Industry Fellow, 2007-2011

University College London and Johnson Matthey

Development of SR based in situ techniques applied to industrial materials

Professor Gopinathan Sankar and Johnson Matthey scientists
Gopinathan Sankar (2nd from left) and other Johnson Matthey scientists at Diamond's Non Crystalline Diffraction (Small Angle X-ray Scattering) beamline I22. © Diamond Light Source

Rather than spin out a company from his laboratory bench, Gopinathan Sankar understood the value of working away inside one of the largest firms that operates in his chosen field. The Professor of Materials Chemistry at University College London focuses on catalysts so found an excellent fit with Johnson Matthey, the FTSE 100 science company with annual sales of £11bn.

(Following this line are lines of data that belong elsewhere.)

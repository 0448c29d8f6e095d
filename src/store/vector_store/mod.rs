#[cfg(test)]
mod tests;

use serde::{Deserialize, Serialize};
use serde_json::Value;
use std::collections::BTreeMap;
use std::fs;
use std::path::{Path, PathBuf};
use std::sync::{RwLock, RwLockReadGuard};
use tracing::{debug, info, warn};

use super::snippet;
use crate::embeddings::Embedder;
use crate::{RagError, Result};

const MATRIX_FILE: &str = "embeddings.bin";
const META_FILE: &str = "meta.json";
const MATRIX_MAGIC: [u8; 4] = *b"KBRG";
const MATRIX_VERSION: u32 = 1;
const MATRIX_HEADER_LEN: usize = 24;

/// Guards against division by zero when a stored or query vector is all zeros.
const COSINE_EPSILON: f32 = 1e-12;

const ERROR_CODE_RESULTS: usize = 3;
const ERROR_CODE_SNIPPET_CHARS: usize = 500;

/// Per-chunk metadata: an ordered mapping of string keys to scalar values,
/// matched exactly by query-time filters.
pub type Metadata = BTreeMap<String, Value>;

/// One search hit with its cosine similarity score.
#[derive(Debug, Clone)]
pub struct SearchHit {
    pub id: String,
    pub text: String,
    pub metadata: Metadata,
    pub score: f32,
}

/// Health-check summary of the store, not used for business logic.
#[derive(Debug, Clone, Serialize)]
pub struct CollectionStats {
    pub backend: String,
    pub count: usize,
    pub dimension: usize,
    pub store_dir: PathBuf,
}

/// The three parallel text/metadata/id sequences, persisted as one JSON
/// document alongside the embedding matrix.
#[derive(Debug, Default, Serialize, Deserialize)]
struct StoreMeta {
    texts: Vec<String>,
    metadatas: Vec<Metadata>,
    ids: Vec<String>,
}

#[derive(Default)]
struct StoreState {
    /// Row-major matrix, `meta.ids.len()` rows of `dim` columns.
    embeddings: Vec<f32>,
    meta: StoreMeta,
    /// Fixed by the first batch ever added; `None` until then.
    dim: Option<usize>,
    connected: bool,
}

/// Durable nearest-neighbor text store.
///
/// Chunks are kept as four lock-stepped parallel sequences (texts, metadatas,
/// ids, embedding rows) and persisted to two files under the store directory
/// after every mutation. State lives behind an `RwLock`: `add_documents`
/// holds the write lock for the whole embed-append-persist sequence, so
/// concurrent adds serialize and searches never observe a partially extended
/// matrix; searches take read locks and may overlap freely.
pub struct VectorStore {
    store_dir: PathBuf,
    embedder: Box<dyn Embedder>,
    state: RwLock<StoreState>,
}

impl VectorStore {
    /// Create a disconnected store handle. `connect` runs lazily on first
    /// use, so this never touches the filesystem.
    #[inline]
    pub fn new(store_dir: impl Into<PathBuf>, embedder: Box<dyn Embedder>) -> Self {
        Self {
            store_dir: store_dir.into(),
            embedder,
            state: RwLock::new(StoreState::default()),
        }
    }

    /// Idempotent lazy initializer. Loads both persisted files when present,
    /// otherwise starts empty with the dimension undetermined. Safe to call
    /// any number of times; the connected flag only ever goes forward.
    #[inline]
    pub fn connect(&self) -> Result<()> {
        let mut state = self
            .state
            .write()
            .map_err(|_| RagError::Store("store lock poisoned".to_string()))?;

        if state.connected {
            return Ok(());
        }

        let matrix_path = self.store_dir.join(MATRIX_FILE);
        let meta_path = self.store_dir.join(META_FILE);

        if matrix_path.exists() && meta_path.exists() {
            let (embeddings, rows, dim) = load_matrix(&matrix_path)?;
            let meta = load_meta(&meta_path)?;

            if meta.texts.len() != rows || meta.metadatas.len() != rows || meta.ids.len() != rows {
                return Err(RagError::Store(format!(
                    "persisted metadata out of step with matrix: {} texts, {} metadatas, {} ids, {} rows",
                    meta.texts.len(),
                    meta.metadatas.len(),
                    meta.ids.len(),
                    rows
                )));
            }

            state.embeddings = embeddings;
            state.meta = meta;
            state.dim = (rows > 0).then_some(dim);
            info!(
                "Loaded vector store from {} ({} chunks, dim {:?})",
                self.store_dir.display(),
                rows,
                state.dim
            );
        } else {
            debug!(
                "No persisted store at {}, starting empty",
                self.store_dir.display()
            );
        }

        state.connected = true;
        Ok(())
    }

    fn ensure_connected(&self) -> Result<()> {
        if self.read_state()?.connected {
            return Ok(());
        }
        self.connect()
    }

    fn read_state(&self) -> Result<RwLockReadGuard<'_, StoreState>> {
        self.state
            .read()
            .map_err(|_| RagError::Store("store lock poisoned".to_string()))
    }

    /// Append a batch of chunks and persist the whole store before returning.
    ///
    /// The three sequences must have equal length; a mismatch is rejected
    /// before any mutation. The whole batch is embedded in one backend call,
    /// so an embedding failure leaves the store untouched. Duplicate ids are
    /// not reconciled: adding the same id twice creates two rows.
    #[inline]
    pub fn add_documents(
        &self,
        documents: &[String],
        metadatas: &[Metadata],
        ids: &[String],
    ) -> Result<()> {
        self.ensure_connected()?;

        if documents.len() != metadatas.len() || documents.len() != ids.len() {
            return Err(RagError::Validation(format!(
                "documents, metadatas, ids must have the same length (got {}, {}, {})",
                documents.len(),
                metadatas.len(),
                ids.len()
            )));
        }

        if documents.is_empty() {
            debug!("No documents to add");
            return Ok(());
        }

        let vectors = self.embedder.embed_batch(documents)?;
        if vectors.len() != documents.len() {
            return Err(RagError::Store(format!(
                "embedding backend returned {} vectors for {} documents",
                vectors.len(),
                documents.len()
            )));
        }
        let width = vectors[0].len();
        if width == 0 {
            return Err(RagError::Store(
                "embedding backend produced zero-width vectors".to_string(),
            ));
        }
        if let Some(bad) = vectors.iter().find(|v| v.len() != width) {
            return Err(RagError::Store(format!(
                "embedding backend produced mixed widths within one batch ({} vs {})",
                width,
                bad.len()
            )));
        }

        let mut state = self
            .state
            .write()
            .map_err(|_| RagError::Store("store lock poisoned".to_string()))?;

        match state.dim {
            None => state.dim = Some(width),
            Some(dim) if dim != width => {
                return Err(RagError::Store(format!(
                    "embedding width {} does not match store dimension {}; \
                     the backend must not change mid-lifetime",
                    width, dim
                )));
            }
            Some(_) => {}
        }

        let prior_rows = state.meta.ids.len();
        let prior_floats = state.embeddings.len();

        for vector in &vectors {
            state.embeddings.extend_from_slice(vector);
        }
        state.meta.texts.extend_from_slice(documents);
        state.meta.metadatas.extend_from_slice(metadatas);
        state.meta.ids.extend_from_slice(ids);

        if let Err(e) = persist(&state, &self.store_dir) {
            // Roll the in-memory append back so the parallel-array invariant
            // and the on-disk snapshot stay in agreement.
            warn!("Persist failed, rolling back batch of {}: {}", documents.len(), e);
            state.embeddings.truncate(prior_floats);
            state.meta.texts.truncate(prior_rows);
            state.meta.metadatas.truncate(prior_rows);
            state.meta.ids.truncate(prior_rows);
            if prior_rows == 0 {
                state.dim = None;
            }
            return Err(e);
        }

        info!("Added {} chunks (store now {})", documents.len(), state.meta.ids.len());
        Ok(())
    }

    /// Rank stored chunks against the query by cosine similarity.
    ///
    /// An exact-match metadata filter, when supplied, narrows the candidate
    /// set before ranking: filtered-out chunks never compete for the top-k
    /// slots. An empty store or a filter matching nothing yields an empty
    /// result, not an error.
    #[inline]
    pub fn search(
        &self,
        query: &str,
        n_results: usize,
        filter_metadata: Option<&Metadata>,
    ) -> Result<Vec<SearchHit>> {
        self.ensure_connected()?;

        // Emptiness is decided before the query is embedded: an empty store
        // yields an empty result even when the embedding backend is down.
        {
            let state = self.read_state()?;
            if state.meta.ids.is_empty() || n_results == 0 {
                return Ok(Vec::new());
            }
        }

        let query_vector = self.embedder.embed(query)?;

        let state = self.read_state()?;
        let count = state.meta.ids.len();

        let dim = state.dim.ok_or_else(|| {
            RagError::Store("store has rows but no dimension".to_string())
        })?;
        if query_vector.len() != dim {
            return Err(RagError::Store(format!(
                "query embedding width {} does not match store dimension {}",
                query_vector.len(),
                dim
            )));
        }

        let mut scored: Vec<(usize, f32)> = Vec::new();
        for row in 0..count {
            if let Some(filter) = filter_metadata {
                if !matches_filter(&state.meta.metadatas[row], filter) {
                    continue;
                }
            }
            let offset = row * dim;
            let stored = &state.embeddings[offset..offset + dim];
            scored.push((row, cosine_similarity(&query_vector, stored)));
        }

        if scored.is_empty() {
            return Ok(Vec::new());
        }

        // Descending by score; ties resolve to the lower row index so the
        // ordering is deterministic.
        scored.sort_by(|a, b| b.1.total_cmp(&a.1).then(a.0.cmp(&b.0)));
        scored.truncate(n_results);

        let hits = scored
            .into_iter()
            .map(|(row, score)| SearchHit {
                id: state.meta.ids[row].clone(),
                text: state.meta.texts[row].clone(),
                metadata: state.meta.metadatas[row].clone(),
                score,
            })
            .collect();

        Ok(hits)
    }

    /// Convenience wrapper biasing the query toward cause/fix phrasing and
    /// rendering the top hits as a short attributed report.
    #[inline]
    pub fn search_by_error_code(&self, error_code: &str) -> Result<String> {
        let query = format!("appliance error code {error_code} meaning cause fix steps");
        let hits = self.search(&query, ERROR_CODE_RESULTS, None)?;

        if hits.is_empty() {
            return Ok("No information found for this error code.".to_string());
        }

        let mut parts = vec!["Error code information:\n".to_string()];
        for hit in &hits {
            let source = metadata_display(&hit.metadata, "source");
            let page = metadata_display(&hit.metadata, "page");
            parts.push(format!(
                "- From {} (Page {}):\n{}",
                source,
                page,
                snippet(&hit.text, ERROR_CODE_SNIPPET_CHARS)
            ));
        }

        Ok(parts.join("\n\n"))
    }

    /// Backend name, chunk count, vector dimension and storage location.
    #[inline]
    pub fn get_collection_stats(&self) -> Result<CollectionStats> {
        self.ensure_connected()?;
        let state = self.read_state()?;
        Ok(CollectionStats {
            backend: self.embedder.name().to_string(),
            count: state.meta.ids.len(),
            dimension: state.dim.unwrap_or(0),
            store_dir: self.store_dir.clone(),
        })
    }
}

fn matches_filter(metadata: &Metadata, filter: &Metadata) -> bool {
    filter
        .iter()
        .all(|(key, value)| metadata.get(key) == Some(value))
}

fn cosine_similarity(a: &[f32], b: &[f32]) -> f32 {
    let mut dot = 0.0f32;
    let mut norm_a = 0.0f32;
    let mut norm_b = 0.0f32;
    for (x, y) in a.iter().zip(b.iter()) {
        dot += x * y;
        norm_a += x * x;
        norm_b += y * y;
    }
    dot / (norm_a.sqrt() * norm_b.sqrt() + COSINE_EPSILON)
}

fn metadata_display(metadata: &Metadata, key: &str) -> String {
    match metadata.get(key) {
        Some(Value::String(s)) => s.clone(),
        Some(other) => other.to_string(),
        None => "Unknown".to_string(),
    }
}

fn persist(state: &StoreState, dir: &Path) -> Result<()> {
    fs::create_dir_all(dir)?;

    let rows = state.meta.ids.len();
    let dim = state.dim.unwrap_or(0);

    let mut buf = Vec::with_capacity(MATRIX_HEADER_LEN + state.embeddings.len() * 4);
    buf.extend_from_slice(&MATRIX_MAGIC);
    buf.extend_from_slice(&MATRIX_VERSION.to_le_bytes());
    buf.extend_from_slice(&(rows as u64).to_le_bytes());
    buf.extend_from_slice(&(dim as u64).to_le_bytes());
    for value in &state.embeddings {
        buf.extend_from_slice(&value.to_le_bytes());
    }
    fs::write(dir.join(MATRIX_FILE), buf)?;

    let json = serde_json::to_vec(&state.meta)
        .map_err(|e| RagError::Store(format!("failed to serialize metadata: {e}")))?;
    fs::write(dir.join(META_FILE), json)?;

    debug!("Persisted {} chunks to {}", rows, dir.display());
    Ok(())
}

fn load_matrix(path: &Path) -> Result<(Vec<f32>, usize, usize)> {
    let bytes = fs::read(path)?;
    if bytes.len() < MATRIX_HEADER_LEN {
        return Err(RagError::Store(format!(
            "matrix file {} is truncated",
            path.display()
        )));
    }

    if bytes[..4] != MATRIX_MAGIC {
        return Err(RagError::Store(format!(
            "matrix file {} has an unrecognized header",
            path.display()
        )));
    }

    let version = u32::from_le_bytes(read_array(&bytes, 4)?);
    if version != MATRIX_VERSION {
        return Err(RagError::Store(format!(
            "matrix file version {version} is not supported"
        )));
    }

    let rows = u64::from_le_bytes(read_array(&bytes, 8)?) as usize;
    let dim = u64::from_le_bytes(read_array(&bytes, 16)?) as usize;

    let expected = MATRIX_HEADER_LEN + rows * dim * 4;
    if bytes.len() != expected {
        return Err(RagError::Store(format!(
            "matrix file {} has {} bytes, expected {}",
            path.display(),
            bytes.len(),
            expected
        )));
    }

    let embeddings = bytes[MATRIX_HEADER_LEN..]
        .chunks_exact(4)
        .map(|chunk| f32::from_le_bytes([chunk[0], chunk[1], chunk[2], chunk[3]]))
        .collect();

    Ok((embeddings, rows, dim))
}

fn read_array<const N: usize>(bytes: &[u8], offset: usize) -> Result<[u8; N]> {
    bytes
        .get(offset..offset + N)
        .and_then(|slice| slice.try_into().ok())
        .ok_or_else(|| RagError::Store("matrix file is truncated".to_string()))
}

fn load_meta(path: &Path) -> Result<StoreMeta> {
    let content = fs::read_to_string(path)?;
    serde_json::from_str(&content)
        .map_err(|e| RagError::Store(format!("failed to parse {}: {e}", path.display())))
}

In 2007 Sankar was awarded a Royal Society Industry Fellowship that for four years covered half his basic salary so he could spend two days a week at Matthey. Much of the firm’s business revolves around the platinum group of metals. Its clean air division, which supplies catalytic convertors that remove carbon dioxide and the like from car engines, accounts for two-thirds of group sales. The 202-year old firm also supplies catalysts and diagnostics to a range of industries, has a small drug-making unit and is working away on low-cost, high density batteries that has drawn the interest of car manufacturers and power cell providers.

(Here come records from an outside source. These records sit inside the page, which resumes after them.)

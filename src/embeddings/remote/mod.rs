
use serde::{Deserialize, Serialize};
use std::time::Duration;
use tracing::{debug, error, warn};
use url::Url;

use super::Embedder;
use crate::config::RemoteConfig;
use crate::{RagError, Result};

const DEFAULT_RETRY_ATTEMPTS: u32 = 3;
const EXPONENTIAL_BACKOFF_BASE: u64 = 2;

/// Remote embedding backend.
///
/// Delegates each text to a Gemini-style `models/{model}:embedContent`
/// endpoint over blocking HTTP. The credential is read from the environment
/// variable named in the config; constructing the embedder without it is a
/// configuration error, and a response without a vector is a retrieval error.
pub struct RemoteEmbedder {
    endpoint: Url,
    model: String,
    api_key: String,
    agent: ureq::Agent,
    retry_attempts: u32,
}

#[derive(Debug, Serialize)]
struct EmbedContentRequest<'a> {
    content: Content<'a>,
}

#[derive(Debug, Serialize)]
struct Content<'a> {
    parts: Vec<Part<'a>>,
}

#[derive(Debug, Serialize)]
struct Part<'a> {
    text: &'a str,
}

#[derive(Debug, Deserialize)]
struct EmbedContentResponse {
    embedding: Option<ContentEmbedding>,
}

#[derive(Debug, Deserialize)]
struct ContentEmbedding {
    #[serde(default)]
    values: Vec<f32>,
}

impl RemoteEmbedder {
    /// Create an embedder from config, reading the API key from the
    /// configured environment variable.
    #[inline]
    pub fn new(config: &RemoteConfig) -> Result<Self> {
        let api_key = std::env::var(&config.api_key_env).map_err(|_| {
            RagError::Config(format!(
                "{} not set; required for the remote embedding backend",
                config.api_key_env
            ))
        })?;
        Self::with_api_key(config, api_key)
    }

    /// Create an embedder with an explicit credential.
    #[inline]
    pub fn with_api_key(config: &RemoteConfig, api_key: String) -> Result<Self> {
        if api_key.trim().is_empty() {
            return Err(RagError::Config(format!(
                "{} is empty; required for the remote embedding backend",
                config.api_key_env
            )));
        }

        let endpoint = Url::parse(&config.endpoint)
            .map_err(|e| RagError::Config(format!("invalid embedding endpoint: {e}")))?;

        let agent = ureq::Agent::config_builder()
            .timeout_global(Some(Duration::from_secs(config.timeout_seconds)))
            .build()
            .into();

        Ok(Self {
            endpoint,
            model: config.model_id().to_string(),
            api_key,
            agent,
            retry_attempts: DEFAULT_RETRY_ATTEMPTS,
        })
    }

    #[inline]
    pub fn with_timeout(mut self, timeout: Duration) -> Self {
        self.agent = ureq::Agent::config_builder()
            .timeout_global(Some(timeout))
            .build()
            .into();
        self
    }

    #[inline]
    pub fn with_retry_attempts(mut self, attempts: u32) -> Self {
        self.retry_attempts = attempts;
        self
    }

    fn embed_url(&self) -> Result<Url> {
        let base = self.endpoint.as_str().trim_end_matches('/');
        let url = format!("{}/models/{}:embedContent", base, self.model);
        Url::parse(&url)
            .map_err(|e| RagError::Config(format!("failed to build embedding URL: {e}")))
    }

    fn make_request_with_retry<F>(&self, mut request_fn: F) -> Result<String>
    where
        F: FnMut() -> std::result::Result<String, ureq::Error>,
    {
        let mut last_error = None;

        for attempt in 1..=self.retry_attempts {
            debug!("Embedding request attempt {}/{}", attempt, self.retry_attempts);

            match request_fn() {
                Ok(response_text) => return Ok(response_text),
                Err(error) => {
                    let should_retry = match &error {
                        ureq::Error::StatusCode(status) => {
                            if *status >= 500 {
                                warn!(
                                    "Server error (status {}), attempt {}/{}",
                                    status, attempt, self.retry_attempts
                                );
                                true
                            } else {
                                warn!("Client error (status {}), not retrying", status);
                                return Err(RagError::Retrieval(format!(
                                    "embedding endpoint returned HTTP {status}"
                                )));
                            }
                        }
                        ureq::Error::ConnectionFailed
                        | ureq::Error::HostNotFound
                        | ureq::Error::Timeout(_)
                        | ureq::Error::Io(_) => {
                            warn!(
                                "Transport error: {}, attempt {}/{}",
                                error, attempt, self.retry_attempts
                            );
                            true
                        }
                        _ => {
                            warn!("Non-retryable error: {}", error);
                            false
                        }
                    };

                    if !should_retry {
                        return Err(RagError::Retrieval(format!(
                            "embedding request failed: {error}"
                        )));
                    }

                    last_error = Some(RagError::Retrieval(format!(
                        "embedding request failed: {error}"
                    )));

                    if attempt < self.retry_attempts {
                        let delay_ms = EXPONENTIAL_BACKOFF_BASE.pow(attempt - 1) * 1000;
                        let delay = Duration::from_millis(delay_ms);
                        debug!("Waiting {:?} before retry", delay);
                        std::thread::sleep(delay);
                    }
                }
            }
        }

        error!("All retry attempts failed for embedding request");

        Err(last_error.unwrap_or_else(|| {
            RagError::Retrieval("embedding request failed after retries".to_string())
        }))
    }
}

impl Embedder for RemoteEmbedder {
    #[inline]
    fn name(&self) -> &'static str {
        "remote"
    }

    #[inline]
    fn embed(&self, text: &str) -> Result<Vec<f32>> {
        debug!("Requesting remote embedding for text (length: {})", text.len());

        let request = EmbedContentRequest {
            content: Content {
                parts: vec![Part { text }],
            },
        };
        let request_json = serde_json::to_string(&request)
            .map_err(|e| RagError::Retrieval(format!("failed to serialize request: {e}")))?;

        let url = self.embed_url()?;

        let response_text = self.make_request_with_retry(|| {
            self.agent
                .post(url.as_str())
                .header("Content-Type", "application/json")
                .header("x-goog-api-key", &self.api_key)
                .send(&request_json)
                .and_then(|mut resp| resp.body_mut().read_to_string())
        })?;

        let response: EmbedContentResponse = serde_json::from_str(&response_text)
            .map_err(|e| RagError::Retrieval(format!("failed to parse embedding response: {e}")))?;

        let vector = response
            .embedding
            .map(|embedding| embedding.values)
            .filter(|values| !values.is_empty())
            .ok_or_else(|| {
                RagError::Retrieval("embedding response carried no vector".to_string())
            })?;

        debug!("Received embedding with {} dimensions", vector.len());
        Ok(vector)
    }
}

Sankar’s work looks at the creation and characterisation of catalysts at the atomic level. Catalysts with improved properties work out as more cost effective and have a more positive effect on the environment. He says: “The Royal Society was absolutely instrumental in the university decreasing my duties and letting me go so I could focus on this collaborative effort.”

In addition to his placement, Sankar began PhD programmes that indirectly benefited the university. Matthey funded one-quarter of the students’ time, with the balance covered by a grant from the Engineering and Physical Sciences Research Council (EPSRC). After the Royal Society funding ended in 2011, Sankar continued to collaborate with the company. Over the years, six of his PhD students have gone on to be employed by Matthey.

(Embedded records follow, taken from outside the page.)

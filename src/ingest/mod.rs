
use fancy_regex::Regex;
use serde_json::json;
use std::fs;
use std::path::Path;
use tracing::{info, warn};

use crate::store::{Metadata, VectorStore};
use crate::{RagError, Result};

/// Boilerplate strings that show up in text extracted from scanned manuals.
const JUNK_PHRASES: &[&str] = &[
    "Downloaded from www.Manualslib.com manuals search engine",
    "Downloaded from",
    "www.Manualslib.com",
    "manuals search engine",
];

/// Page separator in pre-extracted text files.
const PAGE_BREAK: char = '\u{0C}';

const INGESTED_EXTENSIONS: &[&str] = &["txt", "md"];

/// Chunking parameters, all in characters.
#[derive(Debug, Clone, Copy)]
pub struct ChunkingConfig {
    pub chunk_size: usize,
    pub chunk_overlap: usize,
    /// Chunks at or below this length are dropped as noise.
    pub min_chunk_chars: usize,
    /// Pages at or below this length are skipped entirely.
    pub min_page_chars: usize,
}

impl Default for ChunkingConfig {
    fn default() -> Self {
        Self {
            chunk_size: 1500,
            chunk_overlap: 300,
            min_chunk_chars: 100,
            min_page_chars: 50,
        }
    }
}

impl ChunkingConfig {
    fn validate(&self) -> Result<()> {
        if self.chunk_size == 0 {
            return Err(RagError::Validation("chunk_size must be positive".to_string()));
        }
        if self.chunk_overlap >= self.chunk_size {
            return Err(RagError::Validation(format!(
                "chunk_overlap ({}) must be smaller than chunk_size ({})",
                self.chunk_overlap, self.chunk_size
            )));
        }
        Ok(())
    }
}

/// One chunk ready for insertion into the vector store.
#[derive(Debug, Clone)]
pub struct DocumentChunk {
    pub text: String,
    pub metadata: Metadata,
    pub id: String,
}

/// Counts reported back after an ingestion run.
#[derive(Debug, Clone, Copy, Default)]
pub struct IngestReport {
    pub files: usize,
    pub chunks: usize,
}

/// Splits pre-extracted manual text into overlapping chunks and loads them
/// into the vector store with source/page attribution.
pub struct DocumentIngester {
    config: ChunkingConfig,
    blank_runs_re: Regex,
    spaces_re: Regex,
}

impl DocumentIngester {
    pub fn new(config: ChunkingConfig) -> Result<Self> {
        config.validate()?;
        let blank_runs_re = Regex::new(r"\n\s*\n\s*\n")
            .map_err(|e| RagError::Config(format!("invalid whitespace pattern: {e}")))?;
        let spaces_re = Regex::new(r" +")
            .map_err(|e| RagError::Config(format!("invalid whitespace pattern: {e}")))?;
        Ok(Self {
            config,
            blank_runs_re,
            spaces_re,
        })
    }

    /// Strip extraction boilerplate and collapse whitespace runs. Newline
    /// runs are capped at one blank line so paragraph breaks survive.
    fn clean_text(&self, text: &str) -> String {
        let mut cleaned = text.to_string();
        for phrase in JUNK_PHRASES {
            cleaned = cleaned.replace(phrase, "");
        }
        let cleaned = self.blank_runs_re.replace_all(&cleaned, "\n\n");
        let cleaned = self.spaces_re.replace_all(&cleaned, " ");
        cleaned.trim().to_string()
    }

    /// Split text into overlapping windows, preferring to end a window at a
    /// sentence or paragraph boundary once the window is more than 60% full.
    /// Offsets are in characters throughout so multibyte text chunks safely.
    fn chunk_text(&self, text: &str) -> Vec<String> {
        let chars: Vec<char> = text.chars().collect();
        let total = chars.len();
        let mut chunks = Vec::new();
        let mut start = 0;

        while start < total {
            let mut end = start + self.config.chunk_size;
            let window = &chars[start..end.min(total)];
            let mut window_len = window.len();

            if end < total {
                let last_period = rfind_pair(window, '.', ' ');
                let last_break = rfind_pair(window, '\n', '\n');
                let break_point = match (last_period, last_break) {
                    (Some(p), Some(b)) => Some(p.max(b)),
                    (Some(p), None) => Some(p),
                    (None, Some(b)) => Some(b),
                    (None, None) => None,
                };

                if let Some(break_point) = break_point {
                    if break_point * 10 > self.config.chunk_size * 6 {
                        window_len = break_point + 1;
                        end = start + window_len;
                    }
                }
            }

            let chunk: String = chars[start..(start + window_len).min(total)].iter().collect();
            let trimmed = chunk.trim();
            if trimmed.chars().count() > self.config.min_chunk_chars {
                chunks.push(trimmed.to_string());
            }

            if end <= start + self.config.chunk_overlap {
                break;
            }
            start = end - self.config.chunk_overlap;
        }

        chunks
    }

    /// Chunk one document's text into store-ready records. Pages are
    /// delimited by form feeds; a file without them is a single page.
    pub fn process_document(&self, source_name: &str, raw_text: &str) -> Vec<DocumentChunk> {
        let document_type = infer_doc_type(source_name);
        let mut records = Vec::new();

        for (page_index, page_text) in raw_text.split(PAGE_BREAK).enumerate() {
            let page_num = page_index + 1;
            let cleaned = self.clean_text(page_text);
            if cleaned.chars().count() <= self.config.min_page_chars {
                continue;
            }

            for (chunk_index, chunk) in self.chunk_text(&cleaned).into_iter().enumerate() {
                let id = format!(
                    "{:x}",
                    md5::compute(format!("{source_name}-{page_num}-{chunk_index}"))
                );
                let metadata: Metadata = [
                    ("source".to_string(), json!(source_name)),
                    ("page".to_string(), json!(page_num)),
                    ("chunk_index".to_string(), json!(chunk_index)),
                    ("document_type".to_string(), json!(document_type)),
                ]
                .into_iter()
                .collect();
                records.push(DocumentChunk {
                    text: chunk,
                    metadata,
                    id,
                });
            }
        }

        info!("Created {} chunks from {}", records.len(), source_name);
        records
    }

    /// Ingest every `.txt`/`.md` file in a directory as one batch.
    pub fn ingest_directory(&self, store: &VectorStore, directory: &Path) -> Result<IngestReport> {
        let mut paths: Vec<_> = fs::read_dir(directory)?
            .collect::<std::io::Result<Vec<_>>>()?
            .into_iter()
            .map(|entry| entry.path())
            .filter(|path| {
                path.extension()
                    .and_then(|ext| ext.to_str())
                    .is_some_and(|ext| INGESTED_EXTENSIONS.contains(&ext))
            })
            .collect();
        // Deterministic ingestion order regardless of directory iteration.
        paths.sort();

        if paths.is_empty() {
            warn!("No ingestable files found in {}", directory.display());
            return Ok(IngestReport::default());
        }

        let mut documents = Vec::new();
        let mut metadatas = Vec::new();
        let mut ids = Vec::new();
        let mut files = 0;

        for path in &paths {
            let source_name = path
                .file_name()
                .and_then(|name| name.to_str())
                .ok_or_else(|| {
                    RagError::Validation(format!("unusable file name: {}", path.display()))
                })?;
            info!("Processing: {}", source_name);
            let raw_text = fs::read_to_string(path)?;

            for record in self.process_document(source_name, &raw_text) {
                documents.push(record.text);
                metadatas.push(record.metadata);
                ids.push(record.id);
            }
            files += 1;
        }

        if documents.is_empty() {
            warn!("No documents to ingest");
            return Ok(IngestReport { files, chunks: 0 });
        }

        let chunks = documents.len();
        store.add_documents(&documents, &metadatas, &ids)?;
        info!("Ingested {} chunks from {} files", chunks, files);
        Ok(IngestReport { files, chunks })
    }
}

/// Classify a document by its filename so retrieval can filter on type.
fn infer_doc_type(filename: &str) -> &'static str {
    let lowered = filename.to_lowercase();
    if lowered.contains("washing") || lowered.contains("machine") {
        "washing_machine_manual"
    } else if lowered.contains("tv") || lowered.contains("television") || lowered.contains("lcd") {
        "tv_manual"
    } else if lowered.contains("sop") || lowered.contains("procedure") {
        "sop"
    } else {
        "manual"
    }
}

/// Last position where `a` is immediately followed by `b`, in char offsets.
fn rfind_pair(chars: &[char], a: char, b: char) -> Option<usize> {
    (0..chars.len().saturating_sub(1))
        .rev()
        .find(|&i| chars[i] == a && chars[i + 1] == b)
}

Much of his time has been spent at Sonning Common near Reading, the site of Matthey’s technology centre. He says: “My work involved proprietary and fundamental research – understanding the materials better so they could improve their processing technology. Working with a big company and taking them to such an advanced level has been a very fruitful exercise.”

Since his arrival, Sankar thinks Matthey has invested more in basic research, to the benefit of the company. Four years ago, when there was a question mark over contamination in some of their catalysts, Sankar was involved in a major project to prove – through research – that their materials were completely safe.